We once spent five years in Switzerland, living in a village so small that the streets didn’t have names and the cows outnumbered the people.
Swiss life is quite structured, which was not a surprise. What was surprising was how seriously the Swiss took the notion of a weekly day of rest. Virtually all stores closed on Saturday afternoon and didn’t open again until Monday. Val and I both worked so it meant a frenzy of shopping on Saturday mornings. But it also made Sunday a real break during the week. You couldn’t shop or run errands so you spent time with friends, or went hiking, or puttered in the garden. It was nice once we got used to it.
We loved Switzerland and took advantage of its central location to travel all over Europe. So much history! So many different cultures!
Expat assignments eventually end and after we came home we really missed Europe. It was like there had been an extra dimension to our lives that had disappeared and we wanted to find it again.
We tried to find another expat gig but without success, so one day we decided to invent our own. We quit our jobs (that was scary) and started consulting. We figured we could work mostly in California, but be away for a few months at a time and communicate via email and Skype.

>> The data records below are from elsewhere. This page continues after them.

//! Barline: composable patterns that turn bar indices into timed events
//!
//! The workspace is split into three crates, re-exported here:
//! - [`measure`]: rational bar positions and their literal grammar
//! - [`core`]: events, timelines and the pattern combinators
//! - [`player`]: a reference driver that evaluates patterns bar by bar
//!
//! ```
//! use barline::core::{Event, Mix, Pattern, SetTempo, SlotPattern, Voice, Params};
//! use barline::player::Track;
//!
//! let hat = Voice::new("hat");
//! let beat = SlotPattern::new(&[1.0, 1.0, 1.0, 1.0])
//!     .unwrap()
//!     .set_events([Event::on(&hat, Params::new().with("amp", 0.6))]);
//! let mut bar = Mix::new(vec![beat.boxed(), SetTempo::new("0", 128.0).unwrap().boxed()]);
//!
//! let mut track = Track::with_defaults().unwrap();
//! let schedule = track.render(&mut bar).unwrap();
//! assert_eq!(schedule.event_count(), 5);
//! assert_eq!(track.tempo(), 128.0);
//! ```

pub use barline_core as core;
pub use barline_measure as measure;
pub use barline_player as player;

pub use barline_core::{BoxedPattern, Event, Measure, Pattern, PatternError, Timeline, Tracker};
pub use barline_player::{PlayerError, Schedule, Track, TrackConfig};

We had always liked France, and especially Provence, so we decided to base ourselves there. One day about ten years ago we packed our bags set off for our first long stay.

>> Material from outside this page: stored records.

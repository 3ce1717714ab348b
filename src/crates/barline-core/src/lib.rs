//! Pattern combinator algebra for bar-indexed musical timelines
//!
//! A [`Pattern`] answers one question: which events fire where inside bar
//! `n`? Primitive patterns emit single events or distribute event groups over
//! slots; combinators sequence, layer, randomise and gate other patterns; the
//! distributions build parameter and tempo ramps out of those same pieces.
//!
//! # Examples
//!
//! ```
//! use barline_core::{Event, FixedBar, Measure, Mix, Pattern, Sequence, SetTempo, SlotPattern};
//!
//! let drums = SlotPattern::new(&[1.0, 1.0, 1.0, 1.0])
//!     .unwrap()
//!     .set_events([Event::start()]);
//! let tempo = SetTempo::new("0", 96.0).unwrap();
//!
//! let mut song = Sequence::new(vec![
//!     Mix::new(vec![drums.boxed(), tempo.boxed()]).boxed(),
//!     SetTempo::new("1/2", 120.0).unwrap().boxed(),
//! ])
//! .unwrap();
//!
//! assert_eq!(song.num_bars(), 2);
//! let first = song.events(0, &FixedBar::default());
//! assert_eq!(first.get(Measure::ZERO).len(), 2);
//! ```
//!
//! # Main Components
//!
//! - **Measure**: exact bar positions and durations (re-exported from `barline-measure`)
//! - **Event**: note, parameter, tempo and marker events
//! - **Pattern**: the trait every pattern implements, plus the [`PatternFn`] adapter
//! - **Primitives**: [`SlotPattern`], [`End`], [`Start`], [`SetTempo`], [`Change`]
//! - **Combinators**: [`Sequence`], [`Mix`], [`RandomPattern`], [`SeqSwitch`]
//! - **Ramps**: [`TempoSpan`], [`LinearDistribution`], [`ExponentialDistribution`]

pub mod combinators;
pub mod distribution;
pub mod error;
pub mod event;
pub mod pattern;
pub mod primitives;
pub mod slot;
pub mod tempo;
pub mod timeline;
pub mod tracker;


pub use barline_measure::{Measure, MeasureError};
pub use combinators::{Mix, RandomPattern, SeqSwitch, Sequence};
pub use distribution::{
    Distribution, ExponentialDistribution, ExponentialTempoChange, LinearDistribution,
    LinearTempoChange, TempoChange, TEMPO_PARAM,
};
pub use error::{PatternError, Result};
pub use event::{Event, EventKind, Params, Voice};
pub use pattern::{pattern_fn, BoxedPattern, Pattern, PatternFn};
pub use primitives::{Change, End, SetTempo, Start};
pub use slot::{Slot, SlotPattern};
pub use tempo::{step_add, step_multiply, StepFn, TempoReset, TempoSpan, TempoStep};
pub use timeline::Timeline;
pub use tracker::{FixedBar, Tracker};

Oh, and we could barely speak French.
How do you spend your time? Do you work?
We still work, but less and less as the years have gone by. And sometimes it can be hard to stay motivated when you are far from your clients. I’ll admit that more than once a glass of wine has taken precedence over a spreadsheet.
In Provence, we spend a lot of time with our French friends, hiking and biking, going to local fêtes like the transhumance, and especially eating and drinking. They say that French social life revolves around the table and I can testify that this is true!
What do you miss most from home?
Our friends and family. Phone calls and emails are nice but they only go so far. There’s nothing like spending time together.
What do you appreciate the most in your adopted country?
In California, I live and work in Silicon Valley. I love its energy and optimism but it is a place where work tends to dominate life. So I appreciate the balance in French life, the emphasis on the pleasures of small things.
Have you started learning the language? Any tips on the best way to do it?
We began with the usual language classes, learning the basics of grammar and pronunciation and building a small vocabulary. But the only way to become conversational is to speak. And that’s a problem when you’re not yet good at a language—who wants to spend time with someone who can barely stammer out a sentence?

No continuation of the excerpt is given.